Did you know her birthday is in June? Perfect time to write about the beauty of the wonderful lady who gave me life. The woman who has sacrificed so much for my happiness. The woman who now celebrates her birthday with a touch of sadness for the loss of what would have been her first grandchild, born one day before her birthday 16 years ago. So much I owe her, so much I wanted to say about that.

And then this year she got one of the worst birthday presents ever. I am so sorry that I had to be the one to give her the awful news, but I am also grateful that it was me and not someone else who could not truly understand her pain. Four of my mother's six kids were brought into the world by a doctor who was good friends with my parents. He was the doctor my mother trusted, all these years, living in this small town so far away from family and friends. No matter what stresses were going on in my mother's life, what health issues were affecting her, Dr. Redd was always a comforting part of her life.

Needless to say, that tribute to my beloved mother did not happen in June.

And my blog has been somewhat neglected this past couple months. We have led a wonderfully busy life, but when I blog, it tends to be just trying to update you on the fun things we have done. And I know you would rather hear about our trip to Lake Powell a couple days after the fact, instead of a month later. I apologize. Still, at the end of every one of those catch up posts, I think, soon. Soon I will write about her.

Then I think how can I possibly cover it all? How can I truly recognize all that Gail Glover is to me? I know I won't do it justice, but here, while I have a minute, here is a bit about why my Mother Inspires Me.

I will start with the fact that she loves my dad. Unconditionally. Completely. I mean, she must. A city girl who was close to her family married him and moved thousands of miles from home to the middle of nowhere. I am not just talking Blanding, which is where they settled, but literally the middle of nowhere on the Navajo Indian Reservation. And then let's go back to Blanding. How many years have they lived her now? Thirty-something, and my mom is still a city girl at heart, and still loves her family, but Blanding is where she and my dad have stayed. As her daughter and now as a mother to my own children, I am grateful for this choice she made. To make the best of where she was put. I am glad to be able to raise my kids in Blanding, near their wonderful grandmother.

And when I say she made the best of it, I really believe that to be true. She served the community in many voluntary capacities, including PTA President and Relief Society President, while she had small babies and children (six of us!) and no family babysitters (I know how spoiled I am).

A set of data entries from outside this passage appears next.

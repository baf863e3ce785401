//! 등호 조건 평가.
//!
//! 모든 값은 문자열로 비교합니다. 숫자 변환은 없으므로 `"01"`과 `"1"`은 다릅니다.

use crate::query::{ColumnRef, Condition, Connective, Operand};

/// 조인된 행 안의 테이블 하나.
#[derive(Debug, Clone, Copy)]
pub struct Binding<'a> {
    pub table: &'a str,
    pub header: &'a [String],
    pub row: &'a [String],
}

/// 조건 목록을 묶는 방식.
#[derive(Debug, Clone, Copy, Default, PartialEq, Eq)]
pub enum ConditionMode {
    /// 왼쪽부터 차례로 접습니다. AND와 OR 사이에 우선순위가 없습니다.
    #[default]
    LeftFold,
    /// AND가 OR보다 먼저 묶입니다.
    Precedence,
}

/// 테이블이나 컬럼을 찾지 못하면 빈 문자열입니다.
///
/// 같은 테이블이 여러 번 묶여 있으면 마지막 것이 보입니다.
pub fn resolve<'a>(bindings: &[Binding<'a>], column: &ColumnRef) -> &'a str {
    let Some(binding) = bindings
        .iter()
        .rev()
        .find(|binding| binding.table == column.table.as_ref())
    else {
        return "";
    };
    binding
        .header
        .iter()
        .position(|name| name.as_str() == column.column.as_ref())
        .and_then(|index| binding.row.get(index))
        .map_or("", String::as_str)
}

pub fn matches(cond: &Condition, bindings: &[Binding]) -> bool {
    let left = resolve(bindings, &cond.left);
    let right = match &cond.right {
        Operand::Literal(value) => value.as_ref(),
        Operand::Column(column) => resolve(bindings, column),
    };
    left == right
}

pub fn evaluate(mode: ConditionMode, filters: &[Condition], bindings: &[Binding]) -> bool {
    match mode {
        ConditionMode::LeftFold => left_fold(filters, bindings),
        ConditionMode::Precedence => precedence(filters, bindings),
    }
}

/// 빈 목록은 참입니다. 알 수 없는 연결자 뒤의 조건은 결과에 반영되지 않습니다.
fn left_fold(filters: &[Condition], bindings: &[Binding]) -> bool {
    let Some(first) = filters.first() else {
        return true;
    };
    let mut result = matches(first, bindings);
    for pair in filters.windows(2) {
        let curr = matches(&pair[1], bindings);
        match pair[0].next {
            Some(Connective::And) => result = result && curr,
            Some(Connective::Or) => result = result || curr,
            None => {}
        }
    }
    result
}

fn precedence(filters: &[Condition], bindings: &[Binding]) -> bool {
    let Some(first) = filters.first() else {
        return true;
    };
    // OR로 나뉜 AND 묶음들 중 하나라도 참이면 참
    let mut any = false;
    let mut group = matches(first, bindings);
    for pair in filters.windows(2) {
        match pair[0].next {
            Some(Connective::And) => group = group && matches(&pair[1], bindings),
            Some(Connective::Or) => {
                any = any || group;
                group = matches(&pair[1], bindings);
            }
            None => {}
        }
    }
    any || group
}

She also served on the school board, and was always trying to make a difference where she could.

Then when I was in junior high, my mom went back to work. Let me just say, I know now how lucky we were to have our mom at home while we were growing up. How spoiled we were being able to call anytime and say, "I forgot my homework," or "I just fell on my face off the monkey bars and they think I broke my nose." And there she always was, ready to rescue us, or help us face the consequences of our mistakes. Spoiled as well in the full-spread breakfasts she laid out for us every morning (I really thought cereal was a treat). And then there were the full-course meals that included many options for her six finicky (I have no idea how to spell that) eaters. I remember Italian Place steak sandwiches, egg rolls, with homemade fortune cookies, baklava.

Well, things changed with my dad's position at UNDC, and my mom found it necessary to use her skills to help provide for the family. She even returned to BYU for two summers to complete a Master's Degree. Those summers were some of my fondest memories. I have a feeling, like my mother, I am a city girl at heart. But I can be happy wherever my man is. I realize now it wasn't easy for her, being away from her husband during those months, taking care of six still young teenagers and tweens, while attending classes and trying to study. But she has always been a life-long learner, always trying to improve herself. And she succeeded in her goals then and many others.

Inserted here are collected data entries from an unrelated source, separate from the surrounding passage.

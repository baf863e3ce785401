pub mod lexer;
pub mod parser;

pub use parser::{
    ColumnRef, Condition, Connective, Delete, Insert, Operand, Parser, QueryKind, Select, Stmt,
    classify,
};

In time, she became the Dean of Administrative and Student Services at the College of Eastern Utah, where she began this working career. For many years, she worked alongside Kay Shumway, the other Dean at the college. They made a good pair, working together to do what they could to keep college operations running smoothly. It's never easy being a woman in what is still a man's world, which is true of most working environments even today. I remember studying about that (gender issues) in college, because it had been one of my mother's areas of expertise in one of her previous positions at the college. I remember thinking my professor blew the whole inequality thing way out of proportion, but I have seen since how true it can be.

One of my mother's dear friends whose acquaintance she made while working for the college was Grace Jones, an African American woman who had been selected as the president of CEU. This woman met a lot of resistance from the college community, in Price as well as in Blanding in her role as a leader. Those rose-colored glasses I had been wearing, trying to convince myself that gender inequality was not an issue in the world anymore, they started to crack. A few years later, I realized the glass had fallen out entirely as I watched my own mother's struggle with different issues at the college that related directly to her leadership role, and others' perception of it.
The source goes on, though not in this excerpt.